//! Runtime configuration
//!
//! Layered with figment: built-in defaults, then an optional TOML file,
//! then `CHARD_`-prefixed environment variables.

use std::path::Path;

use figment::providers::{Env, Format, Serialized, Toml};
use figment::Figment;
use serde::{Deserialize, Serialize};

use crate::actor::DEFAULT_QUEUE_DEPTH;

/// File read when no `--config` path is given
pub const DEFAULT_CONFIG_FILE: &str = "chard.toml";

#[derive(Debug, Clone, PartialEq, Eq, Serialize, Deserialize)]
pub struct Config {
    /// SQLite database path; `None` keeps characters in memory
    pub database: Option<String>,
    /// Mailbox depth for each character actor
    pub queue_depth: usize,
    /// Fixed dice seed for reproducible runs
    pub seed: Option<u64>,
    /// Emit logs as JSON lines
    pub log_json: bool,
}

impl Default for Config {
    fn default() -> Self {
        Self {
            database: None,
            queue_depth: DEFAULT_QUEUE_DEPTH,
            seed: None,
            log_json: false,
        }
    }
}

impl Config {
    /// Provider stack for the given config file
    pub fn figment(path: &Path) -> Figment {
        Figment::from(Serialized::defaults(Config::default()))
            .merge(Toml::file(path))
            .merge(Env::prefixed("CHARD_"))
    }

    /// Load from `path` (or `chard.toml`) and the environment.
    /// A missing file is not an error.
    pub fn load(path: Option<&Path>) -> Result<Self, figment::Error> {
        let path = path.unwrap_or_else(|| Path::new(DEFAULT_CONFIG_FILE));
        Self::figment(path).extract()
    }
}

==*==

HOW TO COMPLETE THIS TASK - In the listing above, locate each line with "impl" and copy it.

EXERCISE RESPONSE -
impl Default for Config {
impl Config {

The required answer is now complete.